Die Gäste lachten hinter ihm her, wie man hinter einem Narren herlacht, dem man kurz zuvor die verrücktesten Behauptungen mit schonender Bereitwilligkeit zugegeben hat. Aber ich war zu aufgeregt, um auf ihre Unterhaltung zu achten – ja wahrhaftig, geradezu aufgeregt!
Eben drückte sich das fragwürdige Tier mit hoch gekrümmtem Rücken um den Fuß des zunächst stehenden Tisches herum. »Komm, Puß, komm hier,« rief ich leise, sogar deutsch unter den Tisch, und schnippte dazu mit den Fingern.
Da spitzte die Katze die Ohren, wandte ihren Kopf mir zu, sah mich mit ihren hellgrün leuchtenden Augen prüfend an, krümmte den buschigen Schweif und – miaute gar.
O Gott, sie war weder taub noch stumm! Es war nicht Kleopatra! Der Kellner konnte mir das nur bestätigen. Aber was aus der wirklichen Kleopatra geworden war, das wußte er nicht und den süßen Namen ihrer himmlisch schönen Herrin, den hatte er nie gehört. Auch meine deutschen Landsleute, die ich ihm erkennbar genug beschrieb, erinnerte er sich nicht hier jemals gesehen zu haben. Ich wandte mich an die Dame am Büfett, eine fette Person mit gelbem Gesicht und unordentlichen Haaren, und die – die wußte etwas von der schönen Carmella. Aber sie wollte es nicht deutlich heraussagen.

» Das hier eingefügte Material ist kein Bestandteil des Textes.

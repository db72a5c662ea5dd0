// src/motoristas.rs

//! # Registo de presença dos motoristas
//!
//! Um registo por conexão de motorista identificada: disponibilidade e a
//! última posição conhecida. O seletor de candidatos do leilão lê daqui.

use std::collections::HashMap;
use std::sync::{Arc, Mutex};

use crate::geo::Coordenada;

/// Última posição reportada por um motorista, com carimbo em epoch-ms.
#[derive(Debug, Clone, Copy)]
pub struct UltimaPosicao {
    pub coordenada: Coordenada,
    pub em: i64,
}

/// Presença de um motorista conectado.
#[derive(Debug, Clone)]
pub struct Motorista {
    pub conn_id: String,
    pub driver_id: Option<String>,
    pub disponivel: bool,
    pub ultima_posicao: Option<UltimaPosicao>,
}

impl Motorista {
    /// Um motorista é "fresco" quando a última posição não passou da validade.
    pub fn fresco(&self, agora_ms: i64, validade_ms: i64) -> bool {
        self.ultima_posicao
            .map(|p| agora_ms - p.em <= validade_ms)
            .unwrap_or(false)
    }

    /// Elegível para receber ofertas: disponível e com posição fresca.
    pub fn elegivel(&self, agora_ms: i64, validade_ms: i64) -> bool {
        self.disponivel && self.fresco(agora_ms, validade_ms)
    }
}

/// Estado partilhado do registo de motoristas.
#[derive(Clone, Default)]
pub struct MotoristasState {
    motoristas: Arc<Mutex<HashMap<String, Motorista>>>,
}

impl MotoristasState {
    /// Cria o registo no `identificar`; começa indisponível e sem posição.
    pub fn registar(&self, conn_id: &str, driver_id: Option<String>) {
        self.motoristas.lock().unwrap().insert(
            conn_id.to_string(),
            Motorista {
                conn_id: conn_id.to_string(),
                driver_id,
                disponivel: false,
                ultima_posicao: None,
            },
        );
    }

    pub fn definir_disponivel(&self, conn_id: &str, disponivel: bool) -> bool {
        match self.motoristas.lock().unwrap().get_mut(conn_id) {
            Some(motorista) => {
                motorista.disponivel = disponivel;
                true
            }
            None => false,
        }
    }

    /// Atualiza a última posição. Coordenadas não finitas são ignoradas.
    pub fn atualizar_localizacao(
        &self,
        conn_id: &str,
        coordenada: Coordenada,
        agora_ms: i64,
    ) -> bool {
        if !coordenada.valida() {
            return false;
        }
        match self.motoristas.lock().unwrap().get_mut(conn_id) {
            Some(motorista) => {
                motorista.ultima_posicao = Some(UltimaPosicao {
                    coordenada,
                    em: agora_ms,
                });
                true
            }
            None => false,
        }
    }

    pub fn get(&self, conn_id: &str) -> Option<Motorista> {
        self.motoristas.lock().unwrap().get(conn_id).cloned()
    }

    /// Marca indisponível sem apagar o registo (desconexão). Uma reconexão
    /// traz sempre um conn_id novo.
    pub fn marcar_indisponivel(&self, conn_id: &str) {
        if let Some(motorista) = self.motoristas.lock().unwrap().get_mut(conn_id) {
            motorista.disponivel = false;
        }
    }

    /// Cópia de todos os registos, para o seletor de candidatos.
    pub fn snapshot(&self) -> Vec<Motorista> {
        self.motoristas.lock().unwrap().values().cloned().collect()
    }

    /// (online, disponíveis) para o resumo operacional.
    pub fn contagem(&self) -> (usize, usize) {
        let motoristas = self.motoristas.lock().unwrap();
        let disponiveis = motoristas.values().filter(|m| m.disponivel).count();
        (motoristas.len(), disponiveis)
    }
}
// src/config.rs

//! # Configuração da central
//!
//! Todos os parâmetros vêm de variáveis de ambiente com valores por defeito,
//! carregadas de um `.env` local quando existe.

use dotenvy::dotenv;
use std::env;

/// Parâmetros de funcionamento da central de corridas.
#[derive(Debug, Clone)]
pub struct Config {
    /// Porta HTTP/WebSocket do servidor.
    pub port: u16,
    /// Quantos motoristas recebem oferta em cada rodada do leilão.
    pub batch_size: usize,
    /// Duração de uma rodada de ofertas, em milissegundos.
    pub offer_ttl_ms: u64,
    /// Número máximo de rodadas antes de desistir da corrida.
    pub max_rounds: u32,
    /// Idade máxima da última posição para o motorista contar como "fresco".
    pub driver_stale_ms: i64,
    /// Modo de teste rápido: ignora disponibilidade e frescura na seleção.
    pub quick_test_mode: bool,
}

impl Config {
    pub fn load() -> Self {
        dotenv().ok();

        let port = env::var("PORT")
            .unwrap_or_else(|_| "10000".to_string())
            .parse()
            .unwrap_or(10000);
        let batch_size = env::var("BATCH_SIZE")
            .unwrap_or_else(|_| "3".to_string())
            .parse()
            .unwrap_or(3);
        let offer_ttl_ms = env::var("OFFER_TTL_MS")
            .unwrap_or_else(|_| "12000".to_string())
            .parse()
            .unwrap_or(12_000);
        let max_rounds = env::var("MAX_ROUNDS")
            .unwrap_or_else(|_| "3".to_string())
            .parse()
            .unwrap_or(3);
        let driver_stale_ms = env::var("DRIVER_STALE_MS")
            .unwrap_or_else(|_| "30000".to_string())
            .parse()
            .unwrap_or(30_000);
        let quick_test_mode = env::var("QUICK_TEST_MODE")
            .map(|v| v == "1" || v.eq_ignore_ascii_case("true"))
            .unwrap_or(false);

        Self {
            port,
            batch_size,
            offer_ttl_ms,
            max_rounds,
            driver_stale_ms,
            quick_test_mode,
        }
    }
}
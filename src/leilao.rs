// src/leilao.rs

//! # Leilão de ofertas
//!
//! Conduz cada corrida por rodadas de ofertas: escolhe os motoristas mais
//! próximos ainda não solicitados, emite ofertas individualizadas com prazo,
//! e ao esgotar as rodadas avisa o passageiro. A primeira aceitação válida
//! ganha; todas as outras perdem.

use chrono::Utc;
use std::collections::HashSet;
use std::time::Duration;
use tokio::task::JoinHandle;
use uuid::Uuid;

use crate::config::Config;
use crate::corridas::{self, EstadoOferta, Oferta, StatusCorrida};
use crate::conexoes::sala_corrida;
use crate::estado::AppState;
use crate::eventos::{
    evento_json, AceiteMotorista, CorridaAceitaAnuncio, CorridaDisponivel, OfertaGanha,
    OfertaPerdida, SemMotoristas,
};
use crate::geo::{self, Coordenada};
use crate::motoristas::MotoristasState;

/// Intervalo entre rodadas quando não apareceu nenhum candidato novo.
const RETRY_SEM_CANDIDATOS_MS: u64 = 2_000;

/// Motorista candidato a receber uma oferta, com a distância ao embarque.
#[derive(Debug, Clone)]
pub struct Candidato {
    pub conn_id: String,
    pub distancia_km: f64,
}

/// Escolhe os candidatos de uma rodada, por ordem crescente de distância.
///
/// Passagem principal: motoristas elegíveis (disponíveis e frescos) ainda não
/// solicitados. Se ficar vazia, a reserva aceita qualquer motorista disponível
/// mesmo sem posição fresca, com distância sentinela. Em quick-test entram
/// todos os conhecidos, com distância zero.
pub fn selecionar_candidatos(
    motoristas: &MotoristasState,
    embarque: &Coordenada,
    ja_ofertadas: &HashSet<String>,
    config: &Config,
    agora_ms: i64,
) -> Vec<Candidato> {
    let todos = motoristas.snapshot();

    if config.quick_test_mode {
        let mut candidatos: Vec<Candidato> = todos
            .into_iter()
            .filter(|m| !ja_ofertadas.contains(&m.conn_id))
            .map(|m| Candidato {
                conn_id: m.conn_id,
                distancia_km: 0.0,
            })
            .collect();
        candidatos.sort_by(|a, b| a.conn_id.cmp(&b.conn_id));
        return candidatos;
    }

    let mut principais: Vec<Candidato> = todos
        .iter()
        .filter(|m| {
            m.elegivel(agora_ms, config.driver_stale_ms) && !ja_ofertadas.contains(&m.conn_id)
        })
        .map(|m| Candidato {
            conn_id: m.conn_id.clone(),
            distancia_km: geo::distancia_km(
                m.ultima_posicao.as_ref().map(|p| &p.coordenada),
                Some(embarque),
            ),
        })
        .collect();

    if !principais.is_empty() {
        // Desempate determinista dentro da rodada: distância e depois conn_id.
        principais.sort_by(|a, b| {
            a.distancia_km
                .partial_cmp(&b.distancia_km)
                .unwrap_or(std::cmp::Ordering::Equal)
                .then_with(|| a.conn_id.cmp(&b.conn_id))
        });
        return principais;
    }

    let mut reserva: Vec<Candidato> = todos
        .into_iter()
        .filter(|m| m.disponivel && !ja_ofertadas.contains(&m.conn_id))
        .map(|m| Candidato {
            conn_id: m.conn_id,
            distancia_km: geo::DISTANCIA_SENTINELA_KM,
        })
        .collect();
    reserva.sort_by(|a, b| a.conn_id.cmp(&b.conn_id));
    reserva
}

/// Um passo do leilão: monta a rodada atual da corrida e arma o timer da
/// seguinte. Chamado na criação da corrida e em cada disparo de timer.
pub async fn despachar_corrida(state: AppState, corrida_id: String) {
    let agora = Utc::now().timestamp_millis();

    let contexto = state
        .corridas
        .com_corrida(&corrida_id, |c| {
            if c.status != StatusCorrida::Procurando {
                return None;
            }
            Some((c.embarque, c.conns_ofertadas.clone(), c.rodada))
        })
        .flatten();
    let Some((embarque, ja_ofertadas, rodada)) = contexto else {
        return;
    };

    // Rodadas esgotadas: não se abre outra, mesmo que haja candidatos novos.
    if rodada >= state.config.max_rounds {
        tratar_rodada_vazia(state, corrida_id).await;
        return;
    }

    let lote: Vec<Candidato> =
        selecionar_candidatos(&state.motoristas, &embarque, &ja_ofertadas, &state.config, agora)
            .into_iter()
            .take(state.config.batch_size)
            .collect();

    if lote.is_empty() {
        tratar_rodada_vazia(state, corrida_id).await;
        return;
    }

    // Regista as ofertas e arma o timer da rodada sob o lock; os envios
    // ficam para depois de o soltar.
    let emissoes: Vec<(String, String)> = state
        .corridas
        .com_corrida(&corrida_id, |c| {
            if c.status != StatusCorrida::Procurando {
                return Vec::new();
            }
            let mut emissoes = Vec::with_capacity(lote.len());
            for candidato in &lote {
                if c.conns_ofertadas.contains(&candidato.conn_id) {
                    continue;
                }
                let oferta_id = Uuid::new_v4().to_string();
                c.ofertas.insert(
                    oferta_id.clone(),
                    Oferta {
                        oferta_id: oferta_id.clone(),
                        conn_id: candidato.conn_id.clone(),
                        emitida_em: agora,
                        estado: EstadoOferta::Pendente,
                    },
                );
                c.conns_ofertadas.insert(candidato.conn_id.clone());

                let dados = CorridaDisponivel {
                    offer_id: oferta_id,
                    ride_id: c.corrida_id.clone(),
                    passenger_name: c.passageiro_nome.clone(),
                    pickup_address: c.endereco_embarque.clone(),
                    pickup_location: c.embarque,
                    destination_address: c.endereco_destino.clone(),
                    destination_location: c.destino,
                    route_polyline: c.polilinha_rota.clone(),
                    fare: c.tarifa.clone(),
                    expires_at: agora + state.config.offer_ttl_ms as i64,
                };
                emissoes.push((
                    candidato.conn_id.clone(),
                    evento_json("corrida_disponivel", &dados),
                ));
            }

            let timer = agendar_rodada_seguinte(
                state.clone(),
                corrida_id.clone(),
                Duration::from_millis(state.config.offer_ttl_ms),
            );
            c.armar_timer(timer);
            emissoes
        })
        .unwrap_or_default();

    println!(
        "📣 Corrida {}: rodada {} com {} oferta(s).",
        corrida_id,
        rodada,
        emissoes.len()
    );
    for (conn_id, texto) in emissoes {
        state.conexoes.emitir_para(&conn_id, texto).await;
    }
}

»Abbandonata – perduta! Verlassen – verloren!« Das glaubte ich zu verstehen, und dabei zog die Person ihre dicken Brauen in die Höhe und lächelte halb mitleidig, halb boshaft. Der Gatte sei nach Afrika ausgewandert, sagte sie, und auf alle übrigen Fragen antwortete sie nur immer: »Das weiß ich nicht!«
Ich zahlte und ging, verstimmt und niedergedrückt.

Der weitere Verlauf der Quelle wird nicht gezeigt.